Balipodect

Balipodect (TAK-063) is a selective, brain-penetrant and orally active PDE10A inhibitor with an IC₅₀ of 0.30 nM. Balipodect shows >15000-fold selectivity over other PDEs. Balipodect elevates striatal cAMP and cGMP levels in mice. Balipodect can be used for the study of schizophrenia_[1]. IC50 & Target:IC50: 0.3 nM (PDE10A)^[1]. In Vivo:Balipodect (TAK-063) has excellent selectivity (>15000-fold selectivity over other PDEs), and favorable pharmacokinetics, including high brain penetration, in mice. Oral administration of Balipodect (TAK-063) to mice elevated striatal 3',5'-cyclic adenosine monophosphate (cAMP) and 3',5'-cyclic guanosine monophosphate (cGMP) levels at 0.3 mg/kg and showed potent suppression of phencyclidine (PCP)-induced hyperlocomotion at a minimum effective dose (MED) of 0.3 mg/kg^[1].

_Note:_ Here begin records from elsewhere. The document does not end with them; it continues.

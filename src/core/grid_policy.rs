// Grid policy: hold, place, recenter or reconcile, decided once per tick

use crate::config::Config;
use crate::core::types::{
    round_price, GridAction, GridState, RecenterReason, RungPrices, Snapshot, Trend,
};
use chrono::{DateTime, Duration, Utc};
use rust_decimal::Decimal;

#[derive(Debug, Clone)]
pub struct GridPolicy {
    grid_spacing: Decimal,
    price_shift_threshold: Decimal,
    trend_shift_threshold: Decimal,
    idle_timeout: Duration,
    initial_center: Option<Decimal>,
}

#[derive(Debug, Clone, PartialEq)]
pub struct Decision {
    pub state: GridState,
    pub action: GridAction,
}

impl GridPolicy {
    pub fn new(
        grid_spacing: Decimal,
        price_shift_threshold: Decimal,
        trend_shift_threshold: Decimal,
        idle_timeout: Duration,
    ) -> Self {
        Self {
            grid_spacing,
            price_shift_threshold,
            trend_shift_threshold,
            idle_timeout,
            initial_center: None,
        }
    }

    pub fn from_config(config: &Config) -> Self {
        let spacing = config.trading.grid_spacing;
        Self::new(
            spacing,
            config.policy.effective_price_shift_threshold(spacing),
            config.policy.trend_shift_threshold,
            Duration::seconds(config.policy.idle_timeout_secs as i64),
        )
        .with_initial_center(config.trading.initial_center)
    }

    pub fn with_initial_center(mut self, center: Option<Decimal>) -> Self {
        self.initial_center = center;
        self
    }

    pub fn rung_prices(&self, center: Decimal) -> RungPrices {
        RungPrices::around(center, self.grid_spacing)
    }

    pub fn decide(&self, state: &GridState, snapshot: &Snapshot, trend: Trend, now: DateTime<Utc>) -> Decision {
        let Some(price) = snapshot.current_price.map(round_price) else {
            return Decision {
                state: state.clone(),
                action: GridAction::Hold,
            };
        };

        let Some(center) = state.center_price else {
            let center = self.initial_center.unwrap_or(price);
            return Decision {
                state: GridState {
                    center_price: Some(center),
                    active: false,
                    last_active_time: state.last_active_time,
                },
                action: GridAction::InitialPlacement { center },
            };
        };

        // Nothing placed since the last (re)center: place again around the live price
        if !state.active {
            return Decision {
                state: GridState {
                    center_price: Some(price),
                    active: false,
                    last_active_time: state.last_active_time,
                },
                action: GridAction::InitialPlacement { center: price },
            };
        }

        match self.recenter_reason(center, price, trend, state.last_active_time, now) {
            Some(reason) => Decision {
                state: GridState {
                    center_price: Some(price),
                    active: false,
                    last_active_time: state.last_active_time,
                },
                action: GridAction::Recenter {
                    from: center,
                    to: price,
                    reason,
                },
            },
            None => Decision {
                state: state.clone(),
                action: GridAction::Reconcile { center },
            },
        }
    }

    /// First matching trigger in priority order: trend shift, idle out of range, drift
    pub fn recenter_reason(
        &self,
        center: Decimal,
        price: Decimal,
        trend: Trend,
        last_active_time: DateTime<Utc>,
        now: DateTime<Utc>,
    ) -> Option<RecenterReason> {
        let trend_shift = match trend {
            Trend::Uptrend => price > center + self.trend_shift_threshold,
            Trend::Downtrend => price < center - self.trend_shift_threshold,
            Trend::Sideways | Trend::InsufficientData => false,
        };
        if trend_shift {
            return Some(RecenterReason::TrendShift(trend));
        }

        let rungs = self.rung_prices(center);
        if !rungs.contains(price) && now - last_active_time > self.idle_timeout {
            return Some(RecenterReason::IdleOutOfRange);
        }

        if (price - center).abs() > self.price_shift_threshold {
            return Some(RecenterReason::Drift);
        }

        None
    }

    /// Fold the outcome of executing `action` back into the state
    pub fn after_execution(
        &self,
        mut state: GridState,
        action: &GridAction,
        rungs_open: bool,
        placed: usize,
        now: DateTime<Utc>,
    ) -> GridState {
        match action {
            GridAction::InitialPlacement { .. } | GridAction::Recenter { .. } => {
                if rungs_open {
                    state.active = true;
                    state.last_active_time = now;
                }
            }
            GridAction::Reconcile { .. } => {
                if placed > 0 {
                    state.last_active_time = now;
                }
            }
            GridAction::Hold => {}
        }
        state
    }
}
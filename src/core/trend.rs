// Trend detection from candle closes (short vs long SMA crossover)

use crate::config::MarketConfig;
use crate::core::types::{Candle, Trend};
use rust_decimal::Decimal;

#[derive(Debug, Clone)]
pub struct TrendClassifier {
    short_window: usize,
    long_window: usize,
}

impl Default for TrendClassifier {
    fn default() -> Self {
        Self::new(10, 50)
    }
}

impl TrendClassifier {
    pub fn new(short_window: usize, long_window: usize) -> Self {
        Self {
            short_window,
            long_window,
        }
    }

    pub fn from_config(config: &MarketConfig) -> Self {
        Self::new(config.short_window, config.long_window)
    }

    /// Minimum number of candles needed for a verdict
    pub fn required_candles(&self) -> usize {
        self.long_window.max(self.short_window)
    }

    pub fn classify(&self, candles: &[Candle]) -> Trend {
        if candles.len() < self.required_candles() {
            return Trend::InsufficientData;
        }

        let closes: Vec<Decimal> = candles.iter().map(|c| c.close).collect();
        let (Some(sma_short), Some(sma_long)) = (
            calculate_sma(&closes, self.short_window),
            calculate_sma(&closes, self.long_window),
        ) else {
            return Trend::InsufficientData;
        };

        match sma_short.cmp(&sma_long) {
            std::cmp::Ordering::Greater => Trend::Uptrend,
            std::cmp::Ordering::Less => Trend::Downtrend,
            std::cmp::Ordering::Equal => Trend::Sideways,
        }
    }
}

/// Mean of the last `period` prices, `None` if there are fewer than `period`
pub fn calculate_sma(prices: &[Decimal], period: usize) -> Option<Decimal> {
    if period == 0 || prices.len() < period {
        return None;
    }

    let start = prices.len() - period;
    let sum: Decimal = prices[start..].iter().sum();
    Some(sum / Decimal::from(period))
}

Balipodect (TAK-063) at 0.3 and 1 mg/kg, p.o., increased cAMP and cGMP levels in the rodent striatum and upregulated phosphorylation levels of key substrates of cAMP-dependent and cGMP-dependent protein kinases. Balipodect (TAK-063) at 0.3 and 1 mg/kg, p.o., strongly suppressed MK-801-induced hyperlocomotion that is often used as a predictive model for antipsychotic-like activity in rodents. Balipodect (TAK-063) did not affect plasma prolactin or glucose levels at doses up to 3 mg/kg, p.o. Balipodect (TAK-063) at 3 mg/kg, p.o., elicited a weak cataleptic response compared with haloperidol and olanzapine^[2].